First of all, this unfortunate snorkel is completely on the water surface by a buoy. If the buoy gets water, the water will flow into the tank along the snorkel, and the people in the car may be drowned. Secondly, this kind of tank can travel underwater for up to thirty minutes. If it exceeds, the concentration of carbon monoxide in the vehicle will be too high, which may cause poisoning of the crew members. If the specified value is exceeded, a large amount of carbon monoxide may explode.

In addition, although the theoretical diving depth of this submersible tank is 18 meters, it must be when the water surface is stable. If the wind and waves are too strong, it is estimated that the tank will be easily overturned by the current. When used, the submersible tank must be transported to the coastal waters by barge before use, and then launched not far from the target coast. The water surface must be gentle sand, otherwise the tank will anchor directly. In addition, its field of vision in the water is very limited. If it encounters an obstacle, it will probably be difficult to get around it. If it fails to get around an obstacle or breaks down, it will stop in place and eventually become a true diving tank that can never get up.

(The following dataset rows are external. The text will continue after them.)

//! The human-readable part of the report
use crate::error::Result;
use crate::fields::collapse_line_breaks;
use crate::types::{Diagnostic, RecipientInfo, ReportingMtaInfo};
use chrono::{DateTime, SubsecRound, Utc};
use minijinja::Environment;
use serde::Serialize;
use std::fmt::Write;

const TEMPLATE_NAME: &str = "notice.txt";

pub const DEFAULT_NOTICE: &str = "
This is the mail delivery system at {{ reporting_mta }}.

Unfortunately, your message could not be delivered to one or more
recipients. The usual cause of this problem is invalid
recipient address or maintenance at the recipient side.

Contact the postmaster for further assistance, provide the Message ID (below):

Message ID: {{ sender_message_id }}
Arrival: {{ arrival_date }}
Last delivery attempt: {{ last_attempt_date }}

";

/// Values available to the notice template
#[derive(Serialize, Debug)]
struct NoticeContext<'a> {
    reporting_mta: &'a str,
    sender_message_id: &'a str,
    arrival_date: String,
    last_attempt_date: String,
}

fn notice_time(date: Option<&DateTime<Utc>>) -> String {
    date.map(|date| {
        date.trunc_subsecs(0)
            .format("%Y-%m-%d %H:%M:%S %z %Z")
            .to_string()
    })
    .unwrap_or_default()
}

fn notice_diagnostic(diagnostic: Option<&Diagnostic>) -> String {
    match diagnostic {
        Some(diagnostic) => collapse_line_breaks(&diagnostic.to_string()),
        None => "(none)".to_string(),
    }
}

/// Renders the notification text: the template, followed by one
/// line per recipient describing why its delivery failed.
pub struct NoticeTemplate {
    env: Environment<'static>,
}

impl Default for NoticeTemplate {
    fn default() -> Self {
        let mut env = Self::environment();
        // A failure here resurfaces from `render`
        env.add_template(TEMPLATE_NAME, DEFAULT_NOTICE).ok();
        Self { env }
    }
}

impl NoticeTemplate {
    fn environment() -> Environment<'static> {
        let mut env = Environment::new();
        env.set_keep_trailing_newline(true);
        env
    }

    /// Use `source` in place of the default text.
    /// The template is compiled here so that syntax errors
    /// are reported before any report is generated.
    pub fn new<S: Into<String>>(source: S) -> std::result::Result<Self, minijinja::Error> {
        let mut env = Self::environment();
        env.add_template_owned(TEMPLATE_NAME, source.into())?;
        Ok(Self { env })
    }

    pub fn render(&self, info: &ReportingMtaInfo, recipients: &[RecipientInfo]) -> Result<String> {
        let context = NoticeContext {
            reporting_mta: &info.reporting_mta,
            sender_message_id: &info.sender_message_id,
            arrival_date: notice_time(info.arrival_date.as_ref()),
            last_attempt_date: notice_time(info.last_attempt_date.as_ref()),
        };

        let mut text = self.env.get_template(TEMPLATE_NAME)?.render(context)?;

        for rcpt in recipients {
            writeln!(
                text,
                "Delivery to {} failed with error: {}",
                rcpt.final_recipient,
                notice_diagnostic(rcpt.diagnostic.as_ref())
            )
            .ok();
        }

        Ok(text)
    }
}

In addition, even if it does land ashore, there is no way to fire immediately. Since tanks were required to dive deep, when building the tanks, the Germans used a large amount of sealing materials for waterproofing. As a result, the weapons on the tanks could not be used immediately after landing. Because some important parts, such as artillery, machine guns and observation devices, are filled with a large amount of sealing rubber and foam materials.

The tank's breather pipe must also be removed, because these 18-meter-long hoses greatly hinder the normal advancement of the tank, and the rear exhaust pipe also needs to be reinstalled. Therefore, the crew also needs to dismantle these diving equipment before the tank can exert its true combat effectiveness. And when all this is done, the enemy may launch a counterattack. So this weapon is not very easy to use. It can be said to be a bit sensational.